# Desert Rosewood?



## Damienw (Aug 27, 2014)

I was just wondering if anyone here had any of this stuff or knew what its real name was?
I found it on the Griffin Exotic Wood (exoticwood.biz) website but they were all sold out.

You'll find it at the top of the desert ironwood page.






*
"A truly rare wood from the Arizona desert In stock occasionally.
Color is a very deep purple, almost black.
Desert Rosewood pen blank: very dense and Very rare!*"

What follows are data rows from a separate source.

use crate::cbt::{self, WORD_BITS};
use std::sync::atomic::{AtomicU32, Ordering};

/// The flat bit array encoding which nodes of the tree are currently leaves.
///
/// There is one bit per node of the maximum depth. A node owns the bit of its leftmost
/// descendant at the maximum depth, which it shares with its left child. A node is a leaf
/// iff its leaf bit is set and no other bit inside its subtree is set.
///
/// All mutations are single atomic bit operations, which are idempotent. Any number of
/// invocations may therefore write to the same word concurrently without synchronization.
pub struct BitfieldStore {
    max_depth: u32,
    words: Vec<AtomicU32>,
}

impl BitfieldStore {
    /// Creates an empty bitfield for a tree of the given maximum depth.
    pub fn new(max_depth: u32) -> Self {
        let words = (0..cbt::word_count(max_depth))
            .map(|_| AtomicU32::new(0))
            .collect();

        Self { max_depth, words }
    }

    #[inline]
    pub fn max_depth(&self) -> u32 {
        self.max_depth
    }

    #[inline]
    pub fn word_count(&self) -> usize {
        self.words.len()
    }

    #[inline]
    pub fn bit_count(&self) -> u32 {
        1 << self.max_depth
    }

    pub fn clear(&self) {
        for word in &self.words {
            word.store(0, Ordering::Relaxed);
        }
    }

    /// Resets the tree to a uniform subdivision, where every node of `depth` is a leaf.
    pub fn initialize_uniform(&self, depth: u32) {
        debug_assert!(depth >= 1 && depth <= self.max_depth);

        self.clear();

        for node in cbt::first_node(depth)..cbt::first_node(depth + 1) {
            self.set_leaf(node, true);
        }
    }

    /// Reads the current value of a bitfield word.
    #[inline]
    pub fn load_word(&self, index: usize) -> u32 {
        self.words[index].load(Ordering::Relaxed)
    }

    /// Copies the current words into the provided slice.
    pub fn load_words(&self, target: &mut [u32]) {
        for (target, word) in target.iter_mut().zip(&self.words) {
            *target = word.load(Ordering::Relaxed);
        }
    }

    #[inline]
    pub fn bit(&self, bit: u32) -> bool {
        let mask = 1 << (bit % WORD_BITS);
        self.load_word((bit / WORD_BITS) as usize) & mask != 0
    }

    /// Atomically sets a bit and returns whether it was already set.
    #[inline]
    pub(crate) fn set_bit(&self, bit: u32) -> bool {
        let mask = 1 << (bit % WORD_BITS);
        let previous = self.words[(bit / WORD_BITS) as usize].fetch_or(mask, Ordering::Relaxed);
        previous & mask != 0
    }

    /// Atomically clears a bit and returns whether it was set before.
    #[inline]
    pub(crate) fn clear_bit(&self, bit: u32) -> bool {
        let mask = 1 << (bit % WORD_BITS);
        let previous = self.words[(bit / WORD_BITS) as usize].fetch_and(!mask, Ordering::Relaxed);
        previous & mask != 0
    }

    /// Counts the set bits in the range `[first, first + count)`.
    pub fn count_bits(&self, first: u32, count: u32) -> u32 {
        count_bits_in(|index| self.load_word(index), first, count)
    }

    /// Sets or clears the leaf bit of the node.
    ///
    /// Because a node shares its leaf bit with its left child, marking the right child of a
    /// leaf as a leaf splits the parent, while unmarking it merges the two children again.
    /// Returns whether the bit changed.
    #[inline]
    pub fn set_leaf(&self, node: u32, leaf: bool) -> bool {
        let bit = cbt::leaf_bit(node, self.max_depth);

        if leaf {
            !self.set_bit(bit)
        } else {
            self.clear_bit(bit)
        }
    }

    /// Reads the live bitfield to decide whether the node is currently a leaf.
    ///
    /// The cost grows with the size of the subtree. Invocations inside a pass should query
    /// the [`SumReductionTree`](super::sum_reduction::SumReductionTree) snapshot instead.
    pub fn is_leaf(&self, node: u32) -> bool {
        if node <= cbt::ROOT || cbt::depth(node) > self.max_depth {
            return false;
        }

        let (first, count) = cbt::bit_range(node, self.max_depth);
        let end = first + count;

        self.bit(first)
            && self.count_bits(first, count) == 1
            && (end == self.bit_count() || self.bit(end))
    }
}

/// Counts the set bits in `[first, first + count)` of a word array accessed through `word`.
pub(crate) fn count_bits_in(word: impl Fn(usize) -> u32, first: u32, count: u32) -> u32 {
    let mut total = 0;
    let mut bit = first;
    let end = first + count;

    while bit < end {
        let offset = bit % WORD_BITS;
        let span = (WORD_BITS - offset).min(end - bit);
        let mask = if span == WORD_BITS {
            u32::MAX
        } else {
            ((1 << span) - 1) << offset
        };

        total += (word((bit / WORD_BITS) as usize) & mask).count_ones();
        bit += span;
    }

    total
}
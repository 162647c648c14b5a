use crate::{cbt::sum_reduction::SumReductionTree, compute::dispatch};
use bytemuck::{Pod, Zeroable};
use std::sync::atomic::{AtomicU32, Ordering};

/// The argument layout of an indirect compute dispatch.
#[repr(C)]
#[derive(Clone, Copy, Debug, Default, PartialEq, Eq, Zeroable, Pod)]
pub struct DispatchIndirectArgs {
    pub x: u32,
    pub y: u32,
    pub z: u32,
}

/// The argument layout of an indirect non-indexed draw.
#[repr(C)]
#[derive(Clone, Copy, Debug, Default, PartialEq, Eq, Zeroable, Pod)]
pub struct DrawIndirectArgs {
    pub vertex_count: u32,
    pub instance_count: u32,
    pub first_vertex: u32,
    pub first_instance: u32,
}

const DISPATCH_WORDS: usize = 3;
const DRAW_WORDS: usize = 4;

/// The side buffer the [`Dispatcher`] writes the launch sizes into.
///
/// Launches read their size directly from it, so no value ever has to return to the
/// host to size the following work.
pub struct IndirectBuffer {
    words: [AtomicU32; DISPATCH_WORDS + DRAW_WORDS],
}

impl Default for IndirectBuffer {
    fn default() -> Self {
        let buffer = Self {
            words: Default::default(),
        };

        buffer.write_dispatch(DispatchIndirectArgs { x: 1, y: 1, z: 1 });
        buffer.write_draw(DrawIndirectArgs {
            instance_count: 1,
            ..Default::default()
        });

        buffer
    }
}

impl IndirectBuffer {
    pub fn new() -> Self {
        Self::default()
    }

    fn read<const N: usize>(&self, offset: usize) -> [u32; N] {
        std::array::from_fn(|index| self.words[offset + index].load(Ordering::Relaxed))
    }

    fn write(&self, offset: usize, values: &[u32]) {
        for (word, &value) in self.words[offset..].iter().zip(values) {
            word.store(value, Ordering::Relaxed);
        }
    }

    pub fn dispatch_args(&self) -> DispatchIndirectArgs {
        bytemuck::cast(self.read::<DISPATCH_WORDS>(0))
    }

    pub fn draw_args(&self) -> DrawIndirectArgs {
        bytemuck::cast(self.read::<DRAW_WORDS>(DISPATCH_WORDS))
    }

    pub(crate) fn write_dispatch(&self, args: DispatchIndirectArgs) {
        self.write(0, &bytemuck::cast::<_, [u32; DISPATCH_WORDS]>(args));
    }

    pub(crate) fn write_draw(&self, args: DrawIndirectArgs) {
        self.write(DISPATCH_WORDS, &bytemuck::cast::<_, [u32; DRAW_WORDS]>(args));
    }

    /// The raw bytes of the buffer, in the layout expected by indirect commands.
    pub fn to_bytes(&self) -> Vec<u8> {
        let words = self.read::<{ DISPATCH_WORDS + DRAW_WORDS }>(0);
        bytemuck::cast_slice::<u32, u8>(&words[..]).to_vec()
    }
}

/// Returns the number of workgroups needed to cover `invocation_count` invocations.
/// At least one workgroup is always launched.
#[inline]
pub fn workgroup_count(invocation_count: u32, workgroup_size: u32) -> u32 {
    invocation_count.div_ceil(workgroup_size).max(1)
}

/// The single invocation kernel that sizes the next launches from the current leaf count.
#[derive(Clone, Copy, Debug)]
pub struct Dispatcher {
    pub workgroup_size: u32,
}

impl Dispatcher {
    pub fn new(workgroup_size: u32) -> Self {
        Self { workgroup_size }
    }

    /// Writes the workgroup count of the next per leaf pass and the vertex count of the
    /// draw (three vertices per leaf) into the indirect buffer.
    pub fn run(&self, tree: &SumReductionTree, buffer: &IndirectBuffer) {
        dispatch(1, |_| {
            let leaf_count = tree.leaf_count();

            buffer.write_dispatch(DispatchIndirectArgs {
                x: workgroup_count(leaf_count, self.workgroup_size),
                y: 1,
                z: 1,
            });
            buffer.write_draw(DrawIndirectArgs {
                vertex_count: 3 * leaf_count,
                instance_count: 1,
                first_vertex: 0,
                first_instance: 0,
            });
        });
    }
}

I'd love to see some pictures of some finished examples of it if anyone has any.

Reactions: Agree 1


----------



## barry richardson (Aug 27, 2014)

I remember seeing that at the Desert Botanical Garden here in Phoenix. It's really just a shrub in the rose family, it would take a pretty big one to get any decent wood out of it. Didn't realize it had nice wood inside or I would have taken a closer look at it. It will definitely be on my radar now, but looks like it grows mostly south of here...


----------



## shadetree_1 (Aug 27, 2014)

Had guy awhile back tell me he had a hedge row of it around his home about 5' high and his wife did not like it so he ripped it out and took it to the dump about a week before I ran into him, I headed for the dump but it was already burnt, such a loss!

Reactions: Agree 2


----------



## Treecycle Hardwoods (Aug 27, 2014)

@shadetree_1 @barry richardson is it worth while to put out some Cl ads asking people for it? or possibly talk to some tree services about it? I wouldn't mind buying/trading some from you guys to try out.


----------



## shadetree_1 (Aug 27, 2014)

I did that on CL a couple of times and got no response but I tried.


----------